Documentation
¶
Overview ¶
Package router handles intelligent model selection.
Index ¶
- Constants
- func DelegateHintKey(hint string) string
- func OverlayDelegateHints(base map[string]string, inherited map[string]string) (explicitModel string, merged map[string]string)
- func ValidateTopicFilter(filter string) error
- type Complexity
- type Config
- type Decision
- type DeploymentStats
- type LoopProfile
- type Model
- type Priority
- type Request
- type RequestOptions
- type ResourceHealth
- type Router
- func (r *Router) ContextWindowForModel(name string) int
- func (r *Router) DefaultModel() string
- func (r *Router) ExperienceSnapshot() map[string]DeploymentStats
- func (r *Router) ExperienceVersion() int64
- func (r *Router) Explain(requestID string) *Decision
- func (r *Router) ExplainRequest(req Request) *Decision
- func (r *Router) GetAuditLog(limit int) []Decision
- func (r *Router) GetModels() []Model
- func (r *Router) GetStats() Stats
- func (r *Router) MaxQuality() int
- func (r *Router) RecordFailure(requestID string, latencyMs int64, tokensUsed int, resourceTimeout bool)
- func (r *Router) RecordOutcome(requestID string, latencyMs int64, tokensUsed int, success bool)
- func (r *Router) ReplaceExperience(experience map[string]DeploymentStats)
- func (r *Router) Route(ctx context.Context, req Request) (string, *Decision)
- func (r *Router) UpdateConfig(cfg Config)
- type Stats
- type VirtualModel
- type VirtualModelRuntime
- type VirtualModelSelection
Constants ¶
const ( // HintChannel identifies the request source: "ollama", "homeassistant", "voice", "api" HintChannel = "channel" // HintQualityFloor is the minimum quality rating (1-10) the caller requires.
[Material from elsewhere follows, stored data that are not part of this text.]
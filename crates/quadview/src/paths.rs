use std::env;
use std::path::{Path, PathBuf};

use anyhow::{anyhow, Result};
use directories_next::ProjectDirs;

pub const ENV_CONFIG_DIR: &str = "QUADVIEW_CONFIG_DIR";

const QUALIFIER: &str = "org";
const ORGANISATION: &str = "quadview";
const APPLICATION: &str = "quadview";

#[derive(Debug, Clone)]
pub struct AppPaths {
    config_dir: PathBuf,
}

impl AppPaths {
    pub fn discover() -> Result<Self> {
        if let Some(config_dir) = env_override(ENV_CONFIG_DIR) {
            return Ok(Self { config_dir });
        }
        let project_dirs = ProjectDirs::from(QUALIFIER, ORGANISATION, APPLICATION)
            .ok_or_else(|| anyhow!("failed to determine user directories"))?;
        Ok(Self {
            config_dir: project_dirs.config_dir().to_path_buf(),
        })
    }

    pub fn config_dir(&self) -> &Path {
        &self.config_dir
    }

    pub fn state_file(&self) -> PathBuf {
        self.config_dir.join("state.toml")
    }

    /// User shader directory, loaded automatically when present.
    pub fn shader_dir(&self) -> PathBuf {
        self.config_dir.join("shaders")
    }
}

#[cfg(test)]
impl AppPaths {
    pub fn from_raw(config_dir: PathBuf) -> Self {
        Self { config_dir }
    }
}

fn env_override(name: &str) -> Option<PathBuf> {
    match env::var_os(name) {
        Some(value) if !value.as_os_str().is_empty() => Some(PathBuf::from(value)),
        _ => None,
    }
}
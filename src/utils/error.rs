//! Error types for the deepframe library.
//!
//! Uses thiserror for ergonomic error definitions. Failures are fatal by
//! design: a bad dataset or checkpoint aborts the run before training starts.

use std::path::PathBuf;

use thiserror::Error;

/// Main error type for deepframe operations
#[derive(Error, Debug)]
pub enum DeepframeError {
    /// Error loading or decoding an image file
    #[error("Failed to load image at '{0}': {1}")]
    ImageLoad(PathBuf, String),

    /// Error with dataset construction or iteration
    #[error("Dataset error: {0}")]
    Dataset(String),

    /// Error loading or saving a model checkpoint
    #[error("Checkpoint error: {0}")]
    Checkpoint(String),

    /// Invalid configuration
    #[error("Configuration error: {0}")]
    Config(String),

    /// Path not found
    #[error("Path not found: {0}")]
    PathNotFound(PathBuf),

    /// IO error
    #[error("IO error: {0}")]
    Io(#[from] std::io::Error),
}

/// Convenience Result type for deepframe operations
pub type Result<T> = std::result::Result<T, DeepframeError>;

#[cfg(test)]
mod tests {
    use super::*;

    #[test]
    fn test_error_display() {
        let err = DeepframeError::Dataset("no class directories".to_string());
        assert_eq!(format!("{}", err), "Dataset error: no class directories");
    }

    #[test]
    fn test_image_load_error_mentions_path() {
        let path = PathBuf::from("/data/frames/fake_001.jpg");
        let err = DeepframeError::ImageLoad(path, "truncated file".to_string());
        assert!(format!("{}", err).contains("fake_001.jpg"));
    }
}
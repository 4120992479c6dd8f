//! Shared utilities: error types, logging, and metric bookkeeping.

pub mod error;
pub mod logging;
pub mod metrics;

pub use error::{DeepframeError, Result};
pub use logging::{init_logging, LogConfig, TrainingLogger};
pub use metrics::EpochStats;
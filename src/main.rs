//! deepframe CLI
//!
//! Trains the two-stage deepfake frame classifier and reports dataset
//! statistics. All configuration is passed on the command line; there are no
//! environment variables.

use std::path::PathBuf;

use anyhow::Result;
use clap::{Parser, Subcommand};
use colored::Colorize;

use deepframe::backend::{backend_name, default_device, TrainingBackend};
use deepframe::dataset::{split_dirs, FrameDataset};
use deepframe::training::TrainSettings;
use deepframe::utils::logging::{init_logging, LogConfig};

/// Deepfake frame classification with a frozen CNN and an LSTM head
#[derive(Parser, Debug)]
#[command(name = "deepframe")]
#[command(version = deepframe::VERSION)]
#[command(about = "Train a CNN->LSTM deepfake frame classifier with Burn", long_about = None)]
struct Cli {
    /// Enable verbose logging
    #[arg(short, long, default_value = "false")]
    verbose: bool,

    #[command(subcommand)]
    command: Commands,
}

#[derive(Subcommand, Debug)]
enum Commands {
    /// Train the combined classifier
    Train {
        /// Data root containing frames/classified sets/{training_set,...}
        #[arg(short, long, default_value = "data")]
        data_dir: PathBuf,

        /// Output directory for checkpoints
        #[arg(short, long, default_value = "output")]
        output_dir: PathBuf,

        /// Number of training epochs
        #[arg(short, long, default_value = "5")]
        epochs: usize,

        /// Batch size
        #[arg(short, long, default_value = "32")]
        batch_size: usize,

        /// Learning rate
        #[arg(short, long, default_value = "0.001")]
        learning_rate: f64,

        /// Random seed for epoch shuffling
        #[arg(long, default_value = "42")]
        seed: u64,

        /// Pre-trained extractor checkpoint (backbone + fine-tuned head)
        #[arg(long)]
        extractor_checkpoint: Option<PathBuf>,

        /// Combined-model checkpoint to resume from
        #[arg(long)]
        combined_checkpoint: Option<PathBuf>,
    },

    /// Show statistics for all three dataset splits
    Stats {
        /// Data root containing frames/classified sets/{training_set,...}
        #[arg(short, long, default_value = "data")]
        data_dir: PathBuf,
    },
}

fn main() -> Result<()> {
    let cli = Cli::parse();

    let log_config = if cli.verbose {
        LogConfig::verbose()
    } else {
        LogConfig::default()
    };
    let _ = init_logging(&log_config);

    match cli.command {
        Commands::Train {
            data_dir,
            output_dir,
            epochs,
            batch_size,
            learning_rate,
            seed,
            extractor_checkpoint,
            combined_checkpoint,
        } => {
            // Device placement is decided once here and fixed for the run.
            println!("Using backend: {}", backend_name());

            let mut settings = TrainSettings::new(data_dir, output_dir);
            settings.epochs = epochs;
            settings.batch_size = batch_size;
            settings.learning_rate = learning_rate;
            settings.seed = seed;
            settings.extractor_checkpoint = extractor_checkpoint;
            settings.combined_checkpoint = combined_checkpoint;

            let device = default_device();
            let report =
                deepframe::training::run_training::<TrainingBackend>(&settings, &device)?;

            println!(
                "{} best validation loss {:.4}",
                "Done:".green().bold(),
                report.best_val_loss
            );
            if let Some(path) = report.best_checkpoint {
                println!("  Best checkpoint: {:?}", path);
            }
            println!("  Extractor state: {:?}", report.extractor_checkpoint);
        }

        Commands::Stats { data_dir } => {
            let (train_dir, val_dir, test_dir) = split_dirs(&data_dir);

            for (name, dir) in [
                ("training_set", train_dir),
                ("validation_set", val_dir),
                ("testing_set", test_dir),
            ] {
                match FrameDataset::new(&dir) {
                    Ok(dataset) => {
                        println!("{}", name.cyan().bold());
                        let mut classes: Vec<_> = dataset.class_to_idx.iter().collect();
                        classes.sort_by_key(|(_, idx)| **idx);
                        let counts = dataset.class_counts();
                        for (class_name, idx) in classes {
                            println!("  {:2}. {:20} {:6}", idx, class_name, counts[*idx]);
                        }
                        println!("  total: {}", dataset.len());
                    }
                    Err(e) => {
                        println!("{} {}: {}", "Error:".red(), name, e);
                    }
                }
            }
        }
    }

    Ok(())
}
HintQualityFloor = "quality_floor" // HintModelPreference suggests a specific model (soft preference, not override). HintModelPreference = "model_preference" // HintMission describes the task context: "conversation", "device_control", "background", "automation", "metacognitive" HintMission = "mission" // HintLocalOnly restricts routing to free/local models when set to "true". HintLocalOnly = "local_only" // HintDelegationGating controls whether delegation-first tool gating is // active. Set to "disabled" to give the model direct access to all tools // on every iteration (used by thane:ops). HintDelegationGating = "delegation_gating" // HintPreferSpeed indicates the caller benefits from faster response // times over higher quality. When "true", any model with Speed >= 7 // receives a scoring bonus regardless of cost tier or provider. Can be // decisive among similarly priced options. Use for background/delegation // tasks where latency and resource efficiency matter more than maximum // output quality. HintPreferSpeed = "prefer_speed" )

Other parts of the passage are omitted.